To do this, open System Preferences, and then click Network. Select Wi-Fi in the sidebar, and then click Advanced. In the Wi-Fi tab, you will see a list of networks.
This list is mainly there so you can choose an order of preference for joining networks. You can drag the networks in the list so the preferred networks are at the top, but you can also delete networks by selecting it and then clicking the ‘—‘ (minus) button.
When you do this, your iCloud Keychain will update, and they will be eventually removed from all your devices that sync to the same iCloud account.
In some cases, you may not be able to remove Wi-Fi networks from the Network preferences, but you will be able to delete them from Keychain Access (see below for the second method to remove Wi-Fi networks).
From the image above, note the checkbox in the pane that lets you “Remember networks this computer has joined.” If you don’t want a Wi-Fi network to be saved to your Mac, and subsequently to iCloud Keychain, uncheck this setting.
How to View and Remove Saved Wi-Fi Networks via Keychain Access
The second way to remove saved networks is via Keychain Access. This app is located in the Utilities folder in your Applications folder, and it stores passwords, certificates, encryption/decryption keys, secure notes and more. One of the items it stores as “passwords” is the credentials you use to log into Wi-Fi networks; specifically, they are recorded as “AirPort network password.”
To find these, click the search box at the top right of your Keychain Access window and type “AirPort.” You’ll see a number of items, and the Kind column shows them as AirPort base station password, AirPort Disk password, and AirPort network password. (You may not have items in all three categories.) The latter are your Wi-Fi network credentials.
Interestingly, when I look at my AirPort network passwords, I see many of those that are in the Network preferences, but not all. And some show as being in the iCloud keychain, while others are in the System keychain, even though they sync to and from my other devices. (For example, some of the networks I see on my Mac are those that I only connected to with my iPhone.) To delete any of these networks, click them, then press Delete, and click Delete in the confirmation dialog.

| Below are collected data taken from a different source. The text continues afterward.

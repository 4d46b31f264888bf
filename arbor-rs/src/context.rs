//! Per-invocation command context.

use crate::error::ContextError;
use std::any::{type_name, Any};
use std::collections::HashMap;
use std::fmt;
use std::marker::PhantomData;
use std::sync::Arc;

/// Type-erased argument or side-channel value.
pub(crate) type ErasedValue = Arc<dyn Any + Send + Sync>;

/// Typed key into the context side channel.
///
/// ```
/// use arbor::ContextKey;
///
/// const WORLD: ContextKey<String> = ContextKey::new("world");
/// assert_eq!(WORLD.name(), "world");
/// ```
pub struct ContextKey<T> {
    name: &'static str,
    _type: PhantomData<fn() -> T>,
}

impl<T> ContextKey<T> {
    pub const fn new(name: &'static str) -> Self {
        Self {
            name,
            _type: PhantomData,
        }
    }

    pub fn name(&self) -> &'static str {
        self.name
    }
}

impl<T> Clone for ContextKey<T> {
    fn clone(&self) -> Self {
        *self
    }
}

impl<T> Copy for ContextKey<T> {}

impl<T> fmt::Debug for ContextKey<T> {
    fn fmt(&self, f: &mut fmt::Formatter<'_>) -> fmt::Result {
        f.debug_tuple("ContextKey").field(&self.name).finish()
    }
}

/// State of one resolution attempt.
///
/// Created fresh for every `execute`/`suggest` call and dropped when that call
/// completes. Holds the sender, the parsed argument values keyed by component
/// name, and a side channel that parsers use to hand data to later parsers.
pub struct CommandContext<S> {
    sender: Arc<S>,
    raw_input: Arc<str>,
    arguments: HashMap<String, ErasedValue>,
    extras: HashMap<&'static str, ErasedValue>,
}

impl<S> CommandContext<S> {
    pub fn new(sender: Arc<S>, raw_input: &str) -> Self {
        Self {
            sender,
            raw_input: Arc::from(raw_input),
            arguments: HashMap::new(),
            extras: HashMap::new(),
        }
    }

    pub fn sender(&self) -> &S {
        &self.sender
    }

    pub(crate) fn sender_arc(&self) -> &Arc<S> {
        &self.sender
    }

    /// Input the resolution started from.
    pub fn raw_input(&self) -> &str {
        &self.raw_input
    }

    /// Parsed value of the argument `name`, if bound and of type `T`.
    pub fn get<T: Any>(&self, name: &str) -> Option<&T> {
        let value: &(dyn Any + Send + Sync) = &**self.arguments.get(name)?;
        value.downcast_ref::<T>()
    }

    /// Like [`get`](Self::get), but reports why the value is unavailable.
    pub fn require<T: Any>(&self, name: &str) -> Result<&T, ContextError> {
        let value: &(dyn Any + Send + Sync) =
            &**self
                .arguments
                .get(name)
                .ok_or_else(|| ContextError::Missing {
                    name: name.to_string(),
                })?;
        value
            .downcast_ref::<T>()
            .ok_or_else(|| ContextError::TypeMismatch {
                name: name.to_string(),
                expected: type_name::<T>(),
            })
    }

    /// Parsed value, or `default` when the argument was not bound.
    pub fn get_or<T: Any + Clone>(&self, name: &str, default: T) -> T {
        self.get::<T>(name).cloned().unwrap_or(default)
    }

    pub fn contains(&self, name: &str) -> bool {
        self.arguments.contains_key(name)
    }

    /// Names of all bound arguments, in no particular order.
    pub fn argument_names(&self) -> impl Iterator<Item = &str> {
        self.arguments.keys().map(String::as_str)
    }

    pub fn argument_count(&self) -> usize {
        self.arguments.len()
    }

    /// Stash a value for later parsers or the handler.
    pub fn store<T: Any + Send + Sync>(&mut self, key: &ContextKey<T>, value: T) {
        self.extras.insert(key.name, Arc::new(value));
    }

    pub fn retrieve<T: Any>(&self, key: &ContextKey<T>) -> Option<&T> {
        let value: &(dyn Any + Send + Sync) = &**self.extras.get(key.name)?;
        value.downcast_ref::<T>()
    }

    pub(crate) fn bind(&mut self, name: &str, value: ErasedValue) {
        self.arguments.insert(name.to_string(), value);
    }
}

// Manual impl: cloning must not require `S: Clone`.
impl<S> Clone for CommandContext<S> {
    fn clone(&self) -> Self {
        Self {
            sender: Arc::clone(&self.sender),
            raw_input: Arc::clone(&self.raw_input),
            arguments: self.arguments.clone(),
            extras: self.extras.clone(),
        }
    }
}

impl<S> fmt::Debug for CommandContext<S> {
    fn fmt(&self, f: &mut fmt::Formatter<'_>) -> fmt::Result {
        let mut names: Vec<&str> = self.argument_names().collect();
        names.sort_unstable();
        f.debug_struct("CommandContext")
            .field("raw_input", &self.raw_input)
            .field("arguments", &names)
            .finish_non_exhaustive()
    }
}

Note that any changes you make on your Mac will take time to propagate to other Macs, and to iOS devices.
It’s a good idea to go through these networks from time to time. You may have connected to a network when you were traveling and not want to automatically connect to it again. Clearing out these networks will also prevent your Mac from automatically connecting to networks masquerading as legitimate, since the only identifying information for a Wi-Fi network is its SSID (or the name you see) and anyone can use the same network name, potentially leading you to connect to an insecure network.